A mini trade fair featuring business ventures from hairdressing and designer jewellery to military equipment and selling snakes showcased the talents of the latest crop of young entrepreneurs from a project in Hull.
Making Changes for Careers (MC4C) organised the event to celebrate the achievements of the group and to present awards in recognition of the key business skills which they demonstrated during the year on the programme.
There was also a special award for a business at the other end of the age range, with Golding Computer Services honoured for its voluntary support in training many of the MC4C businesses in accounts and finance.
MC4C was set up by Hull City Council and is part-financed by the European Union’s European Social Fund with support from the Youth Employment Initiative.
Mark Jones MBE, Hull City Council’s Director of Regeneration, said:
As a city, we are always looking for new ways to create sustainable jobs for our young people. It has been refreshing to see the MC4C programme grow over the past two years, encouraging young people to take action regarding their own futures, within a supportive environment.

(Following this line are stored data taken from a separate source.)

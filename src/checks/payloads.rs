pub struct Payloads;

impl Payloads {
    pub const SQL_INJECTION: &'static [&'static str] = &[
        "' OR '1'='1",
        "'; DROP TABLE users; --",
        "1' UNION SELECT NULL, NULL, NULL--",
        "admin'--",
        "1 OR 1=1",
    ];

    pub const XSS: &'static [&'static str] = &[
        "<script>alert('XSS')</script>",
        "<img src=x onerror=alert('XSS')>",
        "\"><svg onload=alert(1)>",
        "javascript:alert(document.cookie)",
    ];

    pub const DEFAULT_CREDENTIALS: &'static [(&'static str, &'static str)] = &[
        ("admin@example.com", "admin"),
        ("admin@example.com", "password"),
        ("admin@example.com", "admin123"),
        ("root@example.com", "root"),
        ("test@example.com", "test"),
    ];

    /// Known-good login used by the session-regeneration probe.
    pub const TEST_CREDENTIALS: (&'static str, &'static str) =
        ("probe-user@example.com", "CorrectHorseBattery9!");

    pub const WEAK_PASSWORD: &'static str = "123456";

    pub const REGISTRATION_EMAIL: &'static str = "weak-password-probe@example.com";

    /// External-entity document targeting a local file read.
    pub const XXE_DOCUMENT: &'static str = r#"<?xml version="1.0" encoding="UTF-8"?>
<!DOCTYPE foo [<!ENTITY xxe SYSTEM "file:///etc/passwd">]>
<foo>&xxe;</foo>"#;

    /// Base64 of a Java-serialization stream header, the canonical marker
    /// a deserialization gadget payload would carry.
    pub const SERIALIZED_OBJECT: &'static str = "rO0ABXNyABFqYXZhLnV0aWwuSGFzaE1hcAUH2sHDFmDRAwACRgAKbG9hZEZhY3RvckkACXRocmVzaG9sZHhwP0AAAAAAAAx3CAAAABAAAAAA";

    pub const PROBE_EMAIL: &'static str = "nonexistent-user@example.com";

    pub const PROBE_BAD_PASSWORD: &'static str = "definitely-wrong-password";

    pub const SENSITIVE_PATTERNS: &'static [&'static str] = &[
        r"(?i)password",
        r"(?i)ssn",
        r"(?i)credit.?card",
        r"(?i)api.?key",
        r"(?i)secret",
    ];
}
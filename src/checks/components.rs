use anyhow::Result;

use crate::models::{Finding, VulnClass};

const CLASS: VulnClass = VulnClass::VulnerableComponents;

/// Dependency auditing needs manifest access the prober does not have, so
/// this check is informational only.
pub fn run() -> Result<Finding> {
    Ok(Finding::pass(
        CLASS,
        "Not probed over HTTP; audit dependency manifests with SCA tooling such as npm audit, cargo audit or OWASP Dependency-Check",
    ))
}

#[cfg(test)]
mod tests {
    use super::*;
    use crate::models::{ProbeStatus, Severity};

    #[test]
    fn test_always_informational_pass() {
        let finding = run().unwrap();
        assert_eq!(finding.status, ProbeStatus::Pass);
        assert_eq!(finding.severity, Severity::Low);
        assert!(finding.remediation.is_none());
    }
}
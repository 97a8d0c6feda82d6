use clap::{Parser, Subcommand};

#[derive(Parser)]
#[command(name = "vulnprobe")]
#[command(version, about = "OWASP Top-10 vulnerability prober for HTTP APIs")]
#[command(propagate_version = true)]
pub struct Cli {
    #[command(subcommand)]
    pub command: Commands,
}

#[derive(Subcommand)]
pub enum Commands {
    /// Run the full ten-check battery against a target
    Run {
        #[arg(short, long)]
        url: String,

        #[arg(long)]
        token: Option<String>,

        /// Per-request timeout in milliseconds
        #[arg(short, long, default_value = "10000")]
        timeout: u64,

        /// Write findings as JSON
        #[arg(short, long)]
        output: Option<String>,

        /// Write a Markdown report
        #[arg(long)]
        report: Option<String>,

        #[arg(short, long)]
        verbose: bool,
    },

    /// Render a report from previously exported findings
    Report {
        #[arg(short, long)]
        input: String,

        #[arg(short, long, default_value = "markdown")]
        format: String,

        #[arg(short, long)]
        output: Option<String>,
    },
}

By recognising the achievements of our enterprising young people and the inspiring work of the MC4C team, we begin to make strides towards creating a lasting legacy of exciting new digital, creative, arts, crafts, leisure and independent retail businesses and services, which will all in turn contribute to the local economy.

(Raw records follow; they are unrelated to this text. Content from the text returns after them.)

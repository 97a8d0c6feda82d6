use anyhow::Result;

use super::remediation;
use crate::http::HttpClient;
use crate::models::{Finding, ResponseInfo, VulnClass};

const CLASS: VulnClass = VulnClass::SecurityMisconfiguration;

const REQUIRED_HEADERS: &[(&str, &str)] = &[
    ("X-Content-Type-Options", "Missing X-Content-Type-Options header"),
    ("X-Frame-Options", "Missing X-Frame-Options header"),
    (
        "Strict-Transport-Security",
        "Missing Strict-Transport-Security (HSTS) header",
    ),
];

fn is_truthy(value: &serde_json::Value) -> bool {
    value.as_bool() == Some(true) || value.as_str() == Some("true")
}

pub fn collect_flags(resp: &ResponseInfo) -> Vec<String> {
    let mut flags = Vec::new();

    if resp.body_field("debug").map(is_truthy).unwrap_or(false) {
        flags.push("Debug mode enabled in health endpoint response".to_string());
    }

    for (header, flag) in REQUIRED_HEADERS {
        if resp.header(header).is_none() {
            flags.push((*flag).to_string());
        }
    }

    flags
}

/// Inspects the health endpoint for a debug flag and missing security
/// response headers.
pub async fn run(client: &HttpClient) -> Result<Finding> {
    let resp = client.get("/api/health", &[]).await;

    if resp.is_error() {
        return Ok(Finding::warning(
            CLASS,
            format!(
                "Could not fetch /api/health: {}",
                resp.error.unwrap_or_default()
            ),
        ));
    }

    let flags = collect_flags(&resp);

    if flags.is_empty() {
        Ok(Finding::pass(
            CLASS,
            "Health endpoint has no debug flag and all security headers are present",
        ))
    } else {
        Ok(Finding::fail(CLASS, flags.join("; "), remediation(CLASS)))
    }
}

#[cfg(test)]
mod tests {
    use super::*;

    fn health_response(body: &str, headers: &[(&str, &str)]) -> ResponseInfo {
        let mut resp = ResponseInfo::new(200, body.to_string(), 10);
        for (k, v) in headers {
            resp.headers.insert(k.to_lowercase(), v.to_string());
        }
        resp
    }

    const ALL_HEADERS: &[(&str, &str)] = &[
        ("X-Content-Type-Options", "nosniff"),
        ("X-Frame-Options", "DENY"),
        ("Strict-Transport-Security", "max-age=31536000"),
    ];

    #[test]
    fn test_fully_configured_target_has_no_flags() {
        let resp = health_response(r#"{"status":"ok"}"#, ALL_HEADERS);
        assert!(collect_flags(&resp).is_empty());
    }

    #[test]
    fn test_debug_flag_detected() {
        let resp = health_response(r#"{"status":"ok","debug":true}"#, ALL_HEADERS);
        let flags = collect_flags(&resp);
        assert_eq!(flags.len(), 1);
        assert!(flags[0].contains("Debug mode"));
    }

    #[test]
    fn test_debug_flag_as_string() {
        let resp = health_response(r#"{"debug":"true"}"#, ALL_HEADERS);
        assert_eq!(collect_flags(&resp).len(), 1);
    }

    #[test]
    fn test_missing_hsts_mentions_hsts() {
        let resp = health_response(
            r#"{"status":"ok"}"#,
            &[
                ("X-Content-Type-Options", "nosniff"),
                ("X-Frame-Options", "DENY"),
            ],
        );
        let flags = collect_flags(&resp);
        assert_eq!(flags.len(), 1);
        assert!(flags[0].contains("HSTS"));
    }

    #[test]
    fn test_all_headers_missing_all_flagged() {
        let resp = health_response(r#"{"status":"ok"}"#, &[]);
        assert_eq!(collect_flags(&resp).len(), 3);
    }
}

A total of 12 young people received awards for their success in a ceremony at Hull Guildhall attended by the city’s Lord Mayor, Cllr John Hewitt, and Adam Corbally, a motivational speaker who starred on the BBC TV show The Apprentice and is a patron of MC4C.
Often, self-employment is not discussed with young people as a possible career path, which is why programmes like Making Changes for Careers are so important in challenging stereotypes and showing that young people can make a positive impact upon society, taking control of their own destiny.

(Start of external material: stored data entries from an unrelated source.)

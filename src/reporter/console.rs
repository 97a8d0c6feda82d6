use colored::Colorize;
use tabled::{Table, Tabled, settings::{Style, Modify, object::Rows, Alignment}};

use crate::models::{Finding, ProbeStatus, ProbeSummary, Severity};

pub struct ConsoleReporter;

#[derive(Tabled)]
struct TableRow {
    #[tabled(rename = "Check")]
    check: String,
    #[tabled(rename = "Severity")]
    severity: String,
    #[tabled(rename = "Status")]
    status: String,
}

impl ConsoleReporter {
    pub fn new() -> Self {
        Self
    }

    pub fn print_table(&self, findings: &[Finding]) {
        let rows: Vec<TableRow> = findings
            .iter()
            .map(|finding| {
                let severity = match finding.severity {
                    Severity::Critical => "CRITICAL".red().bold().to_string(),
                    Severity::High => "HIGH".red().to_string(),
                    Severity::Medium => "MEDIUM".yellow().to_string(),
                    Severity::Low => "LOW".blue().to_string(),
                };

                let status = match finding.status {
                    ProbeStatus::Pass => "PASS".green().to_string(),
                    ProbeStatus::Fail => "FAIL".red().bold().to_string(),
                    ProbeStatus::Warning => "WARN".yellow().to_string(),
                };

                TableRow {
                    check: finding.vulnerability.title().to_string(),
                    severity,
                    status,
                }
            })
            .collect();

        let table = Table::new(rows)
            .with(Style::rounded())
            .with(Modify::new(Rows::first()).with(Alignment::center()))
            .to_string();

        println!("\n{}", table);
    }

    pub fn print_summary(&self, findings: &[Finding]) {
        let summary = ProbeSummary::from_findings(findings);

        println!("\n{}", "Summary".bold().underline());
        println!("{} checks executed", summary.total);
        println!("  {}: {}", "PASS".green(), summary.passed);
        println!("  {}: {}", "FAIL".red(), summary.failed);
        if summary.warnings > 0 {
            println!(
                "  {}: {} (inconclusive, rerun or investigate manually)",
                "WARN".yellow(),
                summary.warnings
            );
        }
        println!();
    }

    pub fn print_details(&self, findings: &[Finding]) {
        let failed: Vec<_> = findings.iter().filter(|f| f.is_fail()).collect();

        if failed.is_empty() {
            return;
        }

        println!("\n{}", "Findings".bold().underline());

        for finding in failed {
            let severity_str = match finding.severity {
                Severity::Critical => "CRITICAL".red().bold().to_string(),
                Severity::High => "HIGH".red().to_string(),
                Severity::Medium => "MEDIUM".yellow().to_string(),
                Severity::Low => "LOW".blue().to_string(),
            };

            println!(
                "\n[{}] {}",
                severity_str,
                finding.vulnerability.title().white().bold()
            );
            println!("  → {}", finding.details);

            if let Some(remediation) = &finding.remediation {
                println!("    {}: {}", "Fix".cyan(), remediation);
            }
        }
    }
}

impl Default for ConsoleReporter {
    fn default() -> Self {
        Self::new()
    }
}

I have spent time with many of the participants on programme with the aim of offering inspiration when, in reality, they are the ones that are inspiring.
Starting your own business, I know from experience, is not always easy but their hard work, dedication and determination shows that it is far from unattainable.
Among the award winners was mobile hairdresser Daniel Gleadhill, Aaron Conroy who sells designer jewellery and watches, Stephen Phillips whose company NASTAC Ltd is a specialist retailer of military, outdoor, camping and fitness equipment and Ben Robinson, founder of Prehistoric Hull, which helps people learn about reptiles and has plans to expand into retail.
The special award of a piece of artwork produced by Steph Duncan, a participant of MC4C and up-and-coming street artist, to symbolise enterprise was presented to Vic Golding and Di Garbera, Directors of Golding Computer Services.
Goldings dates back to 1982 and specialises in providing IT support and computerised accounts training to businesses of all sizes and in all sectors, often securing funding to cover the cost. Vic and Di are long term supporters of initiatives to help young entrepreneurs in Hull and play a key part with MC4C in ensuring a good understanding of accounts and finance.
Mark Jones said:
Di and Vic understand that financial literacy is something that young people often find daunting, and they have been an invaluable asset to the MC4C programme.
Through their supportive nature and wealth of knowledge they showed the dedication, patience and passion to help our young people not only gain an accredited qualification but to actually understand the world of business finance, an attribute that is paramount to the success of any start up business.